Work task: Report all lines of the data below that hold the word "match".

+++++

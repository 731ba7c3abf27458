// src/repositories/like_repository.rs
use deadpool_postgres::Pool;
use tokio_postgres::Row;
use uuid::Uuid;

use crate::dtos::like_dtos::LikeOut;
use crate::errors::ApiError;
use crate::models::like::Like;
use crate::repositories::constraint_error;

const LIKE_SELECT: &str = "SELECT l.id, l.owner_id, u.username AS owner_username, l.image_id, \
     l.created_at \
 FROM likes l \
 JOIN users u ON u.id = l.owner_id";

pub struct LikeRepository;

impl LikeRepository {
    pub async fn list(pool: &Pool) -> Result<Vec<LikeOut>, ApiError> {
        let sql = format!("{} ORDER BY l.created_at DESC, l.id DESC", LIKE_SELECT);
        let client = pool.get().await?;
        let rows = client.query(sql.as_str(), &[]).await?;

        rows.iter().map(row_to_like_out).collect()
    }

    pub async fn get(pool: &Pool, id: i64) -> Result<Option<Like>, ApiError> {
        let client = pool.get().await?;
        let row = client
            .query_opt(
                "SELECT id, owner_id, image_id, created_at FROM likes WHERE id = $1",
                &[&id],
            )
            .await?;

        row.map(|r| {
            Ok(Like {
                id: r.try_get("id")?,
                owner_id: r.try_get("owner_id")?,
                image_id: r.try_get("image_id")?,
                created_at: r.try_get("created_at")?,
            })
        })
        .transpose()
    }

    pub async fn get_out(pool: &Pool, id: i64) -> Result<Option<LikeOut>, ApiError> {
        let sql = format!("{} WHERE l.id = $1", LIKE_SELECT);
        let client = pool.get().await?;
        let row = client.query_opt(sql.as_str(), &[&id]).await?;

        row.as_ref().map(row_to_like_out).transpose()
    }

    /// Insert a like; the (owner, image) unique constraint turns a
    /// duplicate into a validation error instead of a second row.
    pub async fn create(pool: &Pool, owner_id: Uuid, image_id: i64) -> Result<i64, ApiError> {
        let client = pool.get().await?;
        let result = client
            .query_one(
                "INSERT INTO likes (owner_id, image_id) VALUES ($1, $2) RETURNING id",
                &[&owner_id, &image_id],
            )
            .await;

        match result {
            Ok(row) => Ok(row.try_get("id")?),
            Err(e) => Err(constraint_error(
                e,
                "You have already liked this image.",
                "image",
                "image does not exist",
            )),
        }
    }

    pub async fn delete(pool: &Pool, id: i64) -> Result<(), ApiError> {
        let client = pool.get().await?;
        client.execute("DELETE FROM likes WHERE id = $1", &[&id]).await?;
        Ok(())
    }
}

fn row_to_like_out(row: &Row) -> Result<LikeOut, ApiError> {
    Ok(LikeOut {
        id: row.try_get("id")?,
        owner_id: row.try_get("owner_id")?,
        owner_username: row.try_get("owner_username")?,
        image: row.try_get("image_id")?,
        created_at: row.try_get("created_at")?,
    })
}
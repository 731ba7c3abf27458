// src/main.rs
mod config;
mod dtos;
mod errors;
mod handlers;
mod middleware;
mod models;
mod repositories;
mod services;

use std::env;

use actix_cors::Cors;
use actix_web::{App, HttpServer, middleware::Logger, web};
use deadpool_postgres::Pool;
use log::{error, info};
use reqwest::Client;

use crate::handlers::follower_handlers::{
    create_follower, delete_follower, get_follower, list_followers,
};
use crate::handlers::image_handlers::{
    delete_trip_image, gallery, get_trip_image, list_trip_images, serve_trip_image,
    update_trip_image, upload_trip_image,
};
use crate::handlers::like_handlers::{create_like, delete_like, get_like, list_likes};
use crate::handlers::profile_handlers::{get_profile, list_profiles, update_profile};
use crate::handlers::trip_handlers::{
    create_trip, delete_trip, get_trip, list_trips, update_trip,
};
use crate::services::geocoding_services::GeocoderConfig;

#[derive(Clone)]
pub struct AppState {
    pub pg_pool: Pool,
    pub http_client: Client,
    pub jwt_secret: String,
    pub geocoder: GeocoderConfig,
}

#[actix_web::main]
async fn main() -> std::io::Result<()> {
    env_logger::init();
    dotenv::dotenv().ok();

    let jwt_secret = env::var("JWT_SECRET").expect("JWT_SECRET must be set");

    let pg_pool = match config::get_pg_pool() {
        Ok(p) => p,
        Err(e) => {
            error!("Failed to create PG pool: {}", e);
            std::process::exit(1);
        }
    };

    let http_client = Client::builder()
        .user_agent("tripshare-be/0.1")
        .build()
        .expect("failed to build http client");

    let geocoder = GeocoderConfig::from_env();
    info!("Geocoder endpoint: {}", geocoder.base_url);

    let state = web::Data::new(AppState {
        pg_pool,
        http_client,
        jwt_secret,
        geocoder,
    });

    let allowed_origins = env::var("ALLOWED_ORIGINS")
        .unwrap_or_else(|_| "http://localhost:3000,http://127.0.0.1:3000".into());

    let port = env::var("PORT").unwrap_or_else(|_| "8080".to_string());
    let bind_address = format!("0.0.0.0:{}", port);

    info!("Starting server on {}", bind_address);

    HttpServer::new(move || {
        let mut cors = Cors::default()
            .allowed_methods(vec!["GET", "POST", "PUT", "PATCH", "DELETE", "OPTIONS"])
            .allowed_headers(vec![
                "authorization",
                "content-type",
                "accept",
                "x-requested-with",
            ])
            .supports_credentials()
            .max_age(3600);

        for origin in allowed_origins
            .split(',')
            .map(|s| s.trim())
            .filter(|s| !s.is_empty())
        {
            cors = cors.allowed_origin(origin);
        }

        App::new()
            .wrap(cors)
            .wrap(Logger::default())
            .app_data(state.clone())
            // trips
            .service(list_trips) // GET  /trips/
            .service(create_trip) // POST /trips/
            .service(get_trip) // GET  /trips/{id}/
            .service(update_trip) // PUT/PATCH /trips/{id}/
            .service(delete_trip) // DELETE /trips/{id}/
            // images, nested under their trip
            .service(list_trip_images) // GET  /trips/{trip_id}/images/
            .service(upload_trip_image) // POST /trips/{trip_id}/images/
            .service(get_trip_image) // GET  /trips/{trip_id}/images/{id}/
            .service(update_trip_image) // PUT/PATCH /trips/{trip_id}/images/{id}/
            .service(delete_trip_image) // DELETE /trips/{trip_id}/images/{id}/
            .service(gallery) // GET  /gallery/
            .service(serve_trip_image) // GET  /uploads/trip_images/{filename}
            // likes
            .service(list_likes) // GET  /likes/
            .service(create_like) // POST /likes/
            .service(get_like) // GET  /likes/{id}/
            .service(delete_like) // DELETE /likes/{id}/
            // followers
            .service(list_followers) // GET  /followers/
            .service(create_follower) // POST /followers/
            .service(get_follower) // GET  /followers/{id}/
            .service(delete_follower) // DELETE /followers/{id}/
            // profiles
            .service(list_profiles) // GET  /profiles/
            .service(get_profile) // GET  /profiles/{id}/
            .service(update_profile) // PUT  /profiles/{id}/
    })
    .bind(&bind_address)?
    .run()
    .await
}
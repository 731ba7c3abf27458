// src/repositories/image_repository.rs
use deadpool_postgres::Pool;
use tokio_postgres::Row;
use uuid::Uuid;

use crate::dtos::image_dtos::ImageOut;
use crate::errors::ApiError;
use crate::models::image::Image;

// likes_count is a correlated subquery so a second like never duplicates
// the image row
const IMAGE_SELECT: &str = "SELECT i.id, i.owner_id, u.username AS owner_username, i.trip_id, \
     i.title, i.description, i.file_name, i.url, i.shared, i.uploaded_at, \
     (SELECT COUNT(*) FROM likes l WHERE l.image_id = i.id) AS likes_count \
 FROM images i \
 JOIN users u ON u.id = i.owner_id";

const IMAGE_ORDER: &str = "ORDER BY i.uploaded_at DESC, i.id DESC";

pub struct ImageRepository;

impl ImageRepository {
    /// Images of one trip. `include_private` is true when the requester
    /// owns the trip; otherwise only shared images come back.
    pub async fn list_for_trip(
        pool: &Pool,
        trip_id: i64,
        include_private: bool,
    ) -> Result<Vec<ImageOut>, ApiError> {
        let sql = format!(
            "{} WHERE i.trip_id = $1 AND (i.shared OR $2) {}",
            IMAGE_SELECT, IMAGE_ORDER
        );
        let client = pool.get().await?;
        let rows = client.query(sql.as_str(), &[&trip_id, &include_private]).await?;

        rows.iter().map(row_to_image_out).collect()
    }

    /// The public gallery: every shared image, regardless of requester.
    pub async fn gallery(pool: &Pool) -> Result<Vec<ImageOut>, ApiError> {
        let sql = format!("{} WHERE i.shared {}", IMAGE_SELECT, IMAGE_ORDER);
        let client = pool.get().await?;
        let rows = client.query(sql.as_str(), &[]).await?;

        rows.iter().map(row_to_image_out).collect()
    }

    pub async fn get_for_trip(
        pool: &Pool,
        trip_id: i64,
        image_id: i64,
    ) -> Result<Option<ImageOut>, ApiError> {
        let sql = format!("{} WHERE i.trip_id = $1 AND i.id = $2", IMAGE_SELECT);
        let client = pool.get().await?;
        let row = client.query_opt(sql.as_str(), &[&trip_id, &image_id]).await?;

        row.as_ref().map(row_to_image_out).transpose()
    }

    pub async fn get(pool: &Pool, id: i64) -> Result<Option<Image>, ApiError> {
        let client = pool.get().await?;
        let row = client
            .query_opt(
                "SELECT id, owner_id, trip_id, title, description, file_name, url, \
                 shared, uploaded_at FROM images WHERE id = $1",
                &[&id],
            )
            .await?;

        row.as_ref().map(row_to_image).transpose()
    }

    #[allow(clippy::too_many_arguments)]
    pub async fn create(
        pool: &Pool,
        owner_id: Uuid,
        trip_id: i64,
        title: &str,
        description: &str,
        file_name: &str,
        url: &str,
        shared: bool,
    ) -> Result<i64, ApiError> {
        let client = pool.get().await?;
        let row = client
            .query_one(
                "INSERT INTO images (owner_id, trip_id, title, description, file_name, \
                 url, shared) VALUES ($1, $2, $3, $4, $5, $6, $7) RETURNING id",
                &[
                    &owner_id,
                    &trip_id,
                    &title,
                    &description,
                    &file_name,
                    &url,
                    &shared,
                ],
            )
            .await?;

        Ok(row.try_get("id")?)
    }

    pub async fn update(
        pool: &Pool,
        id: i64,
        title: &str,
        description: &str,
        shared: bool,
    ) -> Result<(), ApiError> {
        let client = pool.get().await?;
        client
            .execute(
                "UPDATE images SET title = $2, description = $3, shared = $4 WHERE id = $1",
                &[&id, &title, &description, &shared],
            )
            .await?;

        Ok(())
    }

    pub async fn delete(pool: &Pool, id: i64) -> Result<(), ApiError> {
        let client = pool.get().await?;
        client.execute("DELETE FROM images WHERE id = $1", &[&id]).await?;
        Ok(())
    }
}

fn row_to_image_out(row: &Row) -> Result<ImageOut, ApiError> {
    Ok(ImageOut {
        id: row.try_get("id")?,
        owner_id: row.try_get("owner_id")?,
        owner_username: row.try_get("owner_username")?,
        trip_id: row.try_get("trip_id")?,
        title: row.try_get("title")?,
        description: row.try_get("description")?,
        url: row.try_get("url")?,
        shared: row.try_get("shared")?,
        uploaded_at: row.try_get("uploaded_at")?,
        likes_count: row.try_get("likes_count")?,
    })
}

fn row_to_image(row: &Row) -> Result<Image, ApiError> {
    Ok(Image {
        id: row.try_get("id")?,
        owner_id: row.try_get("owner_id")?,
        trip_id: row.try_get("trip_id")?,
        title: row.try_get("title")?,
        description: row.try_get("description")?,
        file_name: row.try_get("file_name")?,
        url: row.try_get("url")?,
        shared: row.try_get("shared")?,
        uploaded_at: row.try_get("uploaded_at")?,
    })
}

+++++

Exercise result:
        match result {
    let pg_pool = match config::get_pg_pool() {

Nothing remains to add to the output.